ダニエル・キイス『24人のビリー・ミリガン』The Minds of Billy Milligan 1981
Daniel Keyes(1927-2014)
堀内静子訳 早川書房 1992
すでにサイコ・ミステリ流行の時代の只中にあって、精神障害をかかえる者らは、重大な基本的人権侵害にさらされていた。「障害=サイコ=殺人鬼」といったお手軽な興味の的にされたのだ。
簡略化すれば、人格障害は幼時に家族によって虐待、もしくはセクシャル・アビューズを強く受けることによって発現
してくる。虐待の現実に耐えかねる子供は、別次元に逃げる人格を仮想的につくって、適応しようとする。適応はうまくいっても、その人格が記憶のつながりすら切断して、自己のなかの「孤島」になってしまう場合がある。この点は、不当な無理解の時代を経過して、新たな社会的認知が生まれてきたといってよい。殺人鬼への好奇心だけが六〇年代以降、肥大してきたのではなかった。キングやクーンツなども、こうしたトラウマを、ごく自然に自分のホラー作品の素材として使っていた。
ただ、このケースに理解の浅い者が興味本位の読み物に多重人格を利用すると、とんでもない造型が横行することになる。多重人格を巧みに演じた殺人犯が無罪をかちとる結末をセールスポイントにしただけのふざけた作品も出現した。これらを防止する手立てはない。「サイコ大衆化」の弊害も無視できなくなっていた。サイコ野郎が女性をモノ化して切り刻む小説にフェミニストが抗議するのは当然だった。であれば、障害ゆえにサイコ・キラーあつかいに白眼視された者たちの精神的災害も相当のものだったといえよう。

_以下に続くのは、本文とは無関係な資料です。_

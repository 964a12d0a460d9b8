use criterion::{black_box, criterion_group, criterion_main, Criterion};
use dnr_pso::power_flow::solve_configuration;
use dnr_pso::{
    ieee33, CachedOracle, Configuration, DistributedGeneration, GlobalBestUpdate,
    NetworkOracle, PSOSettings, PowerFlowSettings, Reconfigurer,
};
use std::num::NonZeroUsize;
use std::sync::Arc;

pub fn benchmark(c: &mut Criterion) {
    let dg = [
        DistributedGeneration {
            bus: 7,
            p_mw: 0.2,
            q_mvar: 0.0,
        },
        DistributedGeneration {
            bus: 22,
            p_mw: 0.2,
            q_mvar: 0.0,
        },
    ];
    let network = Arc::new(ieee33(&dg).unwrap());
    let pf_settings = PowerFlowSettings::default();
    let radial = Configuration::open(5);
    let meshed = Configuration::single(5, 2);

    c.bench_function("power flow radial", |b| {
        b.iter(|| solve_configuration(&network, black_box(&radial), &pf_settings).unwrap())
    });
    c.bench_function("power flow one loop", |b| {
        b.iter(|| solve_configuration(&network, black_box(&meshed), &pf_settings).unwrap())
    });

    let settings = PSOSettings {
        num_particles: 30,
        max_iters: 50,
        log_every: 0,
        ..Default::default()
    };
    c.bench_function("swarm uncached", |b| {
        let oracle = NetworkOracle::new(network.clone(), pf_settings);
        let reconfigurer = Reconfigurer::new(oracle, settings.clone());
        b.iter(|| reconfigurer.fit(black_box(Some(42)), None, false).unwrap())
    });
    c.bench_function("swarm cached", |b| {
        let oracle = CachedOracle::new(
            NetworkOracle::new(network.clone(), pf_settings),
            NonZeroUsize::new(64).unwrap(),
        );
        let reconfigurer = Reconfigurer::new(oracle, settings.clone());
        b.iter(|| reconfigurer.fit(black_box(Some(42)), None, false).unwrap())
    });
    c.bench_function("swarm deferred parallel", |b| {
        let oracle = NetworkOracle::new(network.clone(), pf_settings);
        let settings = PSOSettings {
            update: GlobalBestUpdate::Deferred,
            parallelize: true,
            ..settings.clone()
        };
        let reconfigurer = Reconfigurer::new(oracle, settings);
        b.iter(|| reconfigurer.fit(black_box(Some(42)), None, false).unwrap())
    });
}

criterion_group!(benches, benchmark);
criterion_main!(benches);
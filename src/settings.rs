//! Run configuration read from a TOML file. Every section and key is optional.
//!
//! ```toml
//! seed = 42
//!
//! [pso]
//! num_particles = 30
//! max_iters = 50
//! update = "immediate"
//!
//! [power_flow]
//! tolerance = 1e-8
//!
//! [[grid.dg]]
//! bus = 7
//! p_mw = 0.2
//!
//! [cache]
//! capacity = 64
//! ```

use crate::error::ReconfResult;
use crate::fitting::PSOSettings;
use crate::network::DistributedGeneration;
use crate::power_flow::PowerFlowSettings;
use serde::{Deserialize, Serialize};
use std::num::NonZeroUsize;
use std::path::Path;

#[derive(Clone, Debug, Default, PartialEq, Serialize, Deserialize)]
#[serde(default, deny_unknown_fields)]
pub struct Settings {
    /// Seed of the swarm's random generator; entropy when absent
    pub seed: Option<u64>,
    pub pso: PSOSettings,
    pub power_flow: PowerFlowSettings,
    pub grid: GridSettings,
    pub cache: CacheSettings,
}

#[derive(Clone, Debug, PartialEq, Serialize, Deserialize)]
#[serde(default, deny_unknown_fields)]
pub struct GridSettings {
    pub dg: Vec<DistributedGeneration>,
}

impl Default for GridSettings {
    fn default() -> Self {
        Self {
            dg: vec![
                DistributedGeneration {
                    bus: 7,
                    p_mw: 0.2,
                    q_mvar: 0.0,
                },
                DistributedGeneration {
                    bus: 22,
                    p_mw: 0.2,
                    q_mvar: 0.0,
                },
            ],
        }
    }
}

#[derive(Clone, Copy, Debug, PartialEq, Eq, Serialize, Deserialize)]
#[serde(default, deny_unknown_fields)]
pub struct CacheSettings {
    /// Configurations remembered by the loss cache, 0 disables it
    pub capacity: usize,
}

impl Default for CacheSettings {
    fn default() -> Self {
        Self { capacity: 64 }
    }
}

impl CacheSettings {
    pub fn capacity(&self) -> Option<NonZeroUsize> {
        NonZeroUsize::new(self.capacity)
    }
}

impl Settings {
    pub fn from_toml_str(s: &str) -> ReconfResult<Self> {
        let settings: Settings = toml::from_str(s)?;
        settings.pso.validate()?;
        Ok(settings)
    }

    pub fn from_toml_file(path: &Path) -> ReconfResult<Self> {
        Self::from_toml_str(&std::fs::read_to_string(path)?)
    }
}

キイスは『24人のビリー・ミリガン』を、《幼児虐待の犠牲者たち、とりわけ隠れた犠牲者たちへ……》捧げている。彼らの被害の甚大さを訴えることが、何より作者には肝要なのだった。キイスはまず、ビリー・ミリガンのなかに隠れ住む二十四人の人格ステージを、登場人物風に列挙することから語り始める。他人に知られていた十人。ミリガンは強姦事件の被疑者として裁判を受けていた。精神科医、弁護士、警察、メディアは、十人の交替人格を把握していた。その奥に、十三人の「好ましくない人格」がいる。物語でいえば、悪役だ。隠されていたのは、十人のうちのコントローラー的役割を持つ人格が、悪役を抑えこんでいたからだ。制御を喪ったとき、彼のなかに悪役が解き放たれてしまう。最後に控えるのは、教師と呼ばれる統合的な人格。彼には、自分のなかに断続的に現われては去っていった断片すべての記憶が蓄積されている。教師の案内によって、ミリガンの驚くべき物語は語られることが可能になった。
教師はミリガンの人格分裂の統合として現われたわけではない。教師の出現によってミリガンの障害は完全に治癒したのではない。この点の説明は簡単には済まないので省略するが、念のため注記しておく。
ミリガンの内面は複雑に物語化して、他者の関わらないところで善悪のキャラクターを生み出していった。物語は整理して語られたからこそ理解できる。その混沌のままでは、脅威であり、恐怖であるほかなかったろう。わたしという物語はここまで複雑化することはない。わたしのなかのわたしでないわたしを捜す旅に要した途方もない労力は、ミリガンとともに報告者のキイスによっても贖われた。
重度の虐待体験者は生還者〈サヴァイヴァー〉と称される。キイスの作品にこめられたものは、生還への祈願だった。アメリカ社会での虐待件数の統計は、年間に三百万から四百万といわれている。社会の病理が弱い環に集中してくるとすれば、生還という言葉のはらむ意味は重い。アメリカの家族の一部は安全な環境ではなくなっている。